**EXERCISE GOAL**: Go through the records and copy each line where the string "outbound" occurs.

**RECORDS SHOWN**:
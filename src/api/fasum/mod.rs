/*
* Fasum (public facility) table endpoints and routes module.
*/

pub mod handler;
pub mod routes;

pub use routes::fasum_routes;
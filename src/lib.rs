pub mod bridge;
pub mod config;
pub mod db;
pub mod error;
pub mod fetch;
pub mod models;
pub mod session;
pub mod settings;
pub mod skip;
mod utils;

#[cfg(test)]
mod test_support;

use std::sync::Arc;

use anyhow::Context;
use log::{info, warn};

use bridge::BridgeHost;
use config::RuntimeConfig;
use db::Database;
use fetch::{CachedIntervalSource, HttpIntervalSource};
use session::SessionManager;
use settings::SettingsStore;

pub use config::SkipperConfig;
pub use error::{FetchError, SkipError};
pub use models::{IntervalKey, SkipInterval, UserPreferences, VideoId};
pub use session::{PlaybackHost, SkipperHandle, UiEvent};

/// Run the skipper as a native-messaging host on stdin/stdout until stdin closes.
pub fn run() -> anyhow::Result<()> {
    let config = RuntimeConfig::from_env();

    // stdout carries the host protocol, so logs go to stderr.
    let default_level = if config.debug { "debug" } else { "info" };
    env_logger::Builder::from_env(env_logger::Env::default().default_filter_or(default_level))
        .target(env_logger::Target::Stderr)
        .init();

    info!("Skipper starting up (backend {})", config.backend_url);

    std::fs::create_dir_all(&config.data_dir).with_context(|| {
        format!("failed to create data directory {}", config.data_dir.display())
    })?;

    let settings = Arc::new(SettingsStore::new(config.settings_path())?);

    let database = match Database::new(config.database_path()) {
        Ok(database) => database,
        Err(err) => {
            warn!("interval cache unavailable, continuing without persistence: {err:#}");
            Database::in_memory()?
        }
    };

    let source = CachedIntervalSource::new(
        HttpIntervalSource::new(&config.backend_url, config.fetch_timeout)?,
        database,
        config.cache_ttl,
    );

    let runtime = tokio::runtime::Builder::new_current_thread()
        .enable_all()
        .build()
        .context("failed to build tokio runtime")?;

    runtime.block_on(async move {
        match source.prune().await {
            Ok(0) => {}
            Ok(removed) => info!("pruned {removed} expired cache entries"),
            Err(err) => warn!("failed to prune interval cache: {err:#}"),
        }

        let (host, outbound) = BridgeHost::new();
        let host = Arc::new(host);
        let (handle, commands) = session::channel();

        let manager = SessionManager::new(host.clone(), Arc::new(source), settings, handle.clone());
        let manager_task = tokio::spawn(manager.run(commands));

        let result = bridge::serve(
            tokio::io::stdin(),
            tokio::io::stdout(),
            handle,
            &host,
            outbound,
        )
        .await;

        if let Err(err) = manager_task.await {
            warn!("skip manager task ended abnormally: {err}");
        }
        result
    })
}
pub mod commands;
pub mod events;
pub mod manager;
pub mod state;

use std::fmt;

use serde::Serialize;
use uuid::Uuid;

pub use commands::{channel, ClockEvent, Command, CommandReceiver, SkipperHandle};
pub use events::{MediaInfo, NotificationLevel, PlaybackHost, SessionSnapshot, UiEvent};
pub use manager::SessionManager;
pub use state::{ArmOutcome, FetchStatus, MediaStatus, Session, TimerOutcome};

/// Identity of one video session; timers and fetches are tagged with it.
#[derive(Debug, Clone, Copy, PartialEq, Eq, Hash, Serialize)]
#[serde(transparent)]
pub struct SessionId(Uuid);

impl SessionId {
    pub fn new() -> Self {
        Self(Uuid::new_v4())
    }
}

impl Default for SessionId {
    fn default() -> Self {
        Self::new()
    }
}

impl fmt::Display for SessionId {
    fn fmt(&self, f: &mut fmt::Formatter<'_>) -> fmt::Result {
        let full = self.0.simple().to_string();
        f.write_str(&full[..8])
    }
}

**ANSWER BOX**:
        let (host, outbound) = BridgeHost::new();
            outbound,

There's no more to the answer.